_Problem requirements_
Copy the first line of the material below and every later line through the line containing "environment only when", without any other output.

******************************

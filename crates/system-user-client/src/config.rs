//! System user client configuration.
//!
//! Configuration is built in code through the `with_*` methods or loaded
//! from environment variables via [`ClientConfig::from_vars`]. Proxy
//! credentials are redacted in Debug output.
//!
//! Ambient network settings (proxy URL and proxy credentials) are never read
//! implicitly. They are resolved from the environment only when
//! `SYSTEM_USER_USE_DEFAULT_CREDENTIALS` is set, and are then carried as an
//! explicit [`AmbientNetwork`] value into the HTTP client builder.

use common::jwt::{DEFAULT_CLOCK_SKEW, MAX_CLOCK_SKEW};
use common::secret::SecretString;
use std::collections::HashMap;
use std::env;
use std::time::Duration;
use thiserror::Error;

/// Placeholder substituted with the tenant subdomain in every template.
pub const SUBDOMAIN_PLACEHOLDER: &str = "{subdomain}";

/// Default system user endpoint.
pub const DEFAULT_ENDPOINT_TEMPLATE: &str =
    "https://{subdomain}.superoffice.com/Login/api/PartnerSystemUser/Authenticate";

/// Default JWKS endpoint publishing the tenant's signing keys.
pub const DEFAULT_JWKS_TEMPLATE: &str = "https://{subdomain}.superoffice.com/login/.well-known/jwks";

/// Default expected `iss` claim.
pub const DEFAULT_ISSUER_TEMPLATE: &str = "https://{subdomain}.superoffice.com";

/// Default expected `aud` claim.
pub const DEFAULT_AUDIENCE_TEMPLATE: &str = "spn:{subdomain}.superoffice.com";

/// Default name of the claim carrying the ticket (matched case-insensitively).
pub const DEFAULT_TICKET_CLAIM: &str = "ticket";

/// Default HTTP request timeout.
pub const DEFAULT_HTTP_TIMEOUT: Duration = Duration::from_secs(30);

/// Default connection timeout for internally built HTTP clients.
pub const DEFAULT_CONNECT_TIMEOUT: Duration = Duration::from_secs(5);

/// Default leeway applied to `exp` and `nbf`.
pub const DEFAULT_LEEWAY: Duration = Duration::from_secs(60);

#[derive(Debug, Error)]
pub enum ConfigError {
    #[error("Missing required environment variable: {0}")]
    MissingEnvVar(String),

    #[error("Invalid value for {name}: {reason}")]
    InvalidValue { name: String, reason: String },

    #[error("Invalid system user descriptor: {0}")]
    InvalidDescriptor(String),

    #[error("Invalid tenant template '{0}': must contain {{subdomain}}")]
    InvalidTemplate(String),
}

/// A URL or claim value parameterized by the tenant subdomain.
#[derive(Debug, Clone, PartialEq, Eq)]
pub struct TenantTemplate(String);

impl TenantTemplate {
    /// Parse a template, requiring the `{subdomain}` placeholder.
    ///
    /// # Errors
    ///
    /// Returns `ConfigError::InvalidTemplate` if the placeholder is missing.
    pub fn parse(template: impl Into<String>) -> Result<Self, ConfigError> {
        let template = template.into();
        if !template.contains(SUBDOMAIN_PLACEHOLDER) {
            return Err(ConfigError::InvalidTemplate(template));
        }
        Ok(Self(template))
    }

    /// Substitute the tenant subdomain.
    pub fn render(&self, sub_domain: &str) -> String {
        self.0.replace(SUBDOMAIN_PLACEHOLDER, sub_domain)
    }

    pub fn as_str(&self) -> &str {
        &self.0
    }

    fn builtin(template: &str) -> Self {
        Self(template.to_string())
    }
}

/// Proxy settings for the current execution context.
///
/// Only consulted when default credentials are enabled and no HTTP client
/// was injected.
#[derive(Debug, Clone, Default)]
pub struct AmbientNetwork {
    /// Proxy for all outbound requests.
    pub proxy_url: Option<String>,

    /// Proxy basic-auth user.
    pub proxy_username: Option<String>,

    /// Proxy basic-auth password.
    pub proxy_password: Option<SecretString>,
}

impl AmbientNetwork {
    /// Resolve ambient proxy settings from a HashMap (for testing).
    pub fn from_vars(vars: &HashMap<String, String>) -> Self {
        let non_empty = |key: &str| vars.get(key).filter(|v| !v.is_empty()).cloned();

        Self {
            proxy_url: non_empty("HTTPS_PROXY").or_else(|| non_empty("https_proxy")),
            proxy_username: non_empty("PROXY_USERNAME"),
            proxy_password: non_empty("PROXY_PASSWORD").map(SecretString::from),
        }
    }
}

/// Per-instance knobs for [`crate::SystemUserClient`].
#[derive(Debug, Clone)]
pub struct ClientConfig {
    /// System user endpoint.
    pub endpoint: TenantTemplate,

    /// JWKS endpoint used by the default key resolver.
    pub jwks: TenantTemplate,

    /// Expected `iss` claim.
    pub issuer: TenantTemplate,

    /// Expected `aud` claim.
    pub audience: TenantTemplate,

    /// Claim type holding the ticket.
    pub ticket_claim: String,

    /// Injected HTTP client. When set, the transport settings below are
    /// ignored.
    pub http_client: Option<reqwest::Client>,

    /// Use the ambient proxy and credentials for internally built clients.
    pub use_default_credentials: bool,

    /// Resolved ambient network settings.
    pub ambient: Option<AmbientNetwork>,

    /// Whole-request timeout for internally built clients.
    pub http_timeout: Duration,

    /// Connect timeout for internally built clients.
    pub connect_timeout: Duration,

    /// Leeway for `exp` and `nbf`.
    pub leeway: Duration,

    /// Tolerance for `iat` values in the future.
    pub clock_skew: Duration,
}

impl Default for ClientConfig {
    fn default() -> Self {
        Self {
            endpoint: TenantTemplate::builtin(DEFAULT_ENDPOINT_TEMPLATE),
            jwks: TenantTemplate::builtin(DEFAULT_JWKS_TEMPLATE),
            issuer: TenantTemplate::builtin(DEFAULT_ISSUER_TEMPLATE),
            audience: TenantTemplate::builtin(DEFAULT_AUDIENCE_TEMPLATE),
            ticket_claim: DEFAULT_TICKET_CLAIM.to_string(),
            http_client: None,
            use_default_credentials: false,
            ambient: None,
            http_timeout: DEFAULT_HTTP_TIMEOUT,
            connect_timeout: DEFAULT_CONNECT_TIMEOUT,
            leeway: DEFAULT_LEEWAY,
            clock_skew: DEFAULT_CLOCK_SKEW,
        }
    }
}

impl ClientConfig {
    /// Load configuration from environment variables.
    pub fn from_env() -> Result<Self, ConfigError> {
        Self::from_vars(&env::vars().collect())
    }

    /// Load configuration from a HashMap (for testing).
    pub fn from_vars(vars: &HashMap<String, String>) -> Result<Self, ConfigError> {
        let mut config = Self::default();

        if let Some(value) = vars.get("SYSTEM_USER_ENDPOINT_TEMPLATE") {
            config.endpoint = TenantTemplate::parse(value.as_str())?;
        }
        if let Some(value) = vars.get("SYSTEM_USER_JWKS_TEMPLATE") {
            config.jwks = TenantTemplate::parse(value.as_str())?;
        }
        if let Some(value) = vars.get("SYSTEM_USER_ISSUER_TEMPLATE") {
            config.issuer = TenantTemplate::parse(value.as_str())?;
        }
        if let Some(value) = vars.get("SYSTEM_USER_AUDIENCE_TEMPLATE") {
            config.audience = TenantTemplate::parse(value.as_str())?;
        }

        if let Some(value) = vars.get("SYSTEM_USER_TICKET_CLAIM") {
            if value.trim().is_empty() {
                return Err(invalid("SYSTEM_USER_TICKET_CLAIM", "must not be empty"));
            }
            config.ticket_claim = value.clone();
        }

        if let Some(value) = vars.get("SYSTEM_USER_USE_DEFAULT_CREDENTIALS") {
            config.use_default_credentials = parse_bool("SYSTEM_USER_USE_DEFAULT_CREDENTIALS", value)?;
        }
        if config.use_default_credentials {
            config.ambient = Some(AmbientNetwork::from_vars(vars));
        }

        if let Some(value) = vars.get("SYSTEM_USER_HTTP_TIMEOUT_SECONDS") {
            let secs = parse_secs("SYSTEM_USER_HTTP_TIMEOUT_SECONDS", value)?;
            if secs == 0 {
                return Err(invalid(
                    "SYSTEM_USER_HTTP_TIMEOUT_SECONDS",
                    "must be greater than 0",
                ));
            }
            config.http_timeout = Duration::from_secs(secs);
        }

        if let Some(value) = vars.get("SYSTEM_USER_JWT_LEEWAY_SECONDS") {
            let secs = parse_secs("SYSTEM_USER_JWT_LEEWAY_SECONDS", value)?;
            config.leeway = bounded_skew("SYSTEM_USER_JWT_LEEWAY_SECONDS", secs)?;
        }

        if let Some(value) = vars.get("SYSTEM_USER_JWT_CLOCK_SKEW_SECONDS") {
            let secs = parse_secs("SYSTEM_USER_JWT_CLOCK_SKEW_SECONDS", value)?;
            config.clock_skew = bounded_skew("SYSTEM_USER_JWT_CLOCK_SKEW_SECONDS", secs)?;
        }

        Ok(config)
    }

    /// Set the system user endpoint template.
    ///
    /// # Errors
    ///
    /// Returns `ConfigError::InvalidTemplate` if `{subdomain}` is missing.
    pub fn with_endpoint_template(mut self, template: &str) -> Result<Self, ConfigError> {
        self.endpoint = TenantTemplate::parse(template)?;
        Ok(self)
    }

    /// Set the JWKS endpoint template.
    ///
    /// # Errors
    ///
    /// Returns `ConfigError::InvalidTemplate` if `{subdomain}` is missing.
    pub fn with_jwks_template(mut self, template: &str) -> Result<Self, ConfigError> {
        self.jwks = TenantTemplate::parse(template)?;
        Ok(self)
    }

    /// Set the expected issuer and audience templates.
    ///
    /// # Errors
    ///
    /// Returns `ConfigError::InvalidTemplate` if `{subdomain}` is missing.
    pub fn with_trust_templates(mut self, issuer: &str, audience: &str) -> Result<Self, ConfigError> {
        self.issuer = TenantTemplate::parse(issuer)?;
        self.audience = TenantTemplate::parse(audience)?;
        Ok(self)
    }

    /// Set the ticket claim name.
    #[must_use]
    pub fn with_ticket_claim(mut self, claim: impl Into<String>) -> Self {
        self.ticket_claim = claim.into();
        self
    }

    /// Inject an HTTP client.
    #[must_use]
    pub fn with_http_client(mut self, client: reqwest::Client) -> Self {
        self.http_client = Some(client);
        self
    }

    /// Enable default credentials with explicitly resolved ambient settings.
    #[must_use]
    pub fn with_default_credentials(mut self, ambient: AmbientNetwork) -> Self {
        self.use_default_credentials = true;
        self.ambient = Some(ambient);
        self
    }

    /// Set the HTTP timeout.
    #[must_use]
    pub fn with_http_timeout(mut self, timeout: Duration) -> Self {
        self.http_timeout = timeout;
        self
    }

    /// Set the `exp`/`nbf` leeway.
    #[must_use]
    pub fn with_leeway(mut self, leeway: Duration) -> Self {
        self.leeway = leeway;
        self
    }
}

fn invalid(name: &str, reason: impl Into<String>) -> ConfigError {
    ConfigError::InvalidValue {
        name: name.to_string(),
        reason: reason.into(),
    }
}

fn parse_bool(name: &str, value: &str) -> Result<bool, ConfigError> {
    match value.trim().to_ascii_lowercase().as_str() {
        "true" | "1" | "yes" => Ok(true),
        "false" | "0" | "no" => Ok(false),
        other => Err(invalid(name, format!("expected a boolean, got '{other}'"))),
    }
}

fn parse_secs(name: &str, value: &str) -> Result<u64, ConfigError> {
    value.trim().parse().map_err(|e| {
        invalid(
            name,
            format!("must be a valid non-negative integer, got '{value}': {e}"),
        )
    })
}

fn bounded_skew(name: &str, secs: u64) -> Result<Duration, ConfigError> {
    if secs > MAX_CLOCK_SKEW.as_secs() {
        return Err(invalid(
            name,
            format!(
                "must not exceed {} seconds, got {secs}",
                MAX_CLOCK_SKEW.as_secs()
            ),
        ));
    }
    Ok(Duration::from_secs(secs))
}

******************************

_Task answer_
filename crates/system-user-client/src/config.rs
//! System user client configuration.
//!
//! Configuration is built in code through the `with_*` methods or loaded
//! from environment variables via [`ClientConfig::from_vars`]. Proxy
//! credentials are redacted in Debug output.
//!
//! Ambient network settings (proxy URL and proxy credentials) are never read
//! implicitly. They are resolved from the environment only when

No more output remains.